Compare the contrasting moods — the couple’s passionate love-making (arches, moaning, fumbling, slams, ripping) and Andy’s dispassionate preparation with the gun (loading, methodical, grim, silence). And then bringing the two ‘worlds’ together as Andy approaches the cabin, the “languorous laughter” and “moans of satisfaction” smashing into Andy’s consciousness “like an icepick,” then he “just stands and listens, devastated… a sad little man on a dirt path in the woods.”

This is an excellent example of using words to describe starkly different moods – but also to create immediate empathy with a Protagonist character. The couple is unaware of Andy’s presence. But the reader experiences the moment along with Andy — and in our own way share his pain.

Those of you who remember the movie will note that this scene is cut differently than in the script. For tomorrow’s Great Scene post, we’ll look at what writer-director Darabont did to make the scene even better on film.

One thought on “Scene Description Spotlight: "The Shawshank Redemption"
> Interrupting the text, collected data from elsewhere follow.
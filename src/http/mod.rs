//! HTTP exporter subsystem.
//!
//! # Data Flow
//! ```text
//! GET /metrics       → Registry::export().to_text()
//! GET /metrics/json  → Registry::export() (JSON)
//! GET /stats         → EventHub::stats()
//! GET /health        → version + hub state
//! ```
//!
//! # Design Decisions
//! - Read-only: nothing here mutates metrics or publishes events
//! - Every request renders a fresh snapshot; no caching

pub mod server;

pub use server::{ExporterServer, ExporterState, HealthStatus};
  1. It's interesting that Andy's relationship to the couple is never discussed, but you know he's the husband as soon as you read these words, "Under normal circumstances a respectable, solid citizen; hardly dangerous, perhaps even meek. But these circumstances are far from normal. He is disheveled, unshaven, and very drunk. A cigarette smolders in his mouth. His eyes, flinty and hard, are riveted to the bungalow up the path."

    Very visual writing.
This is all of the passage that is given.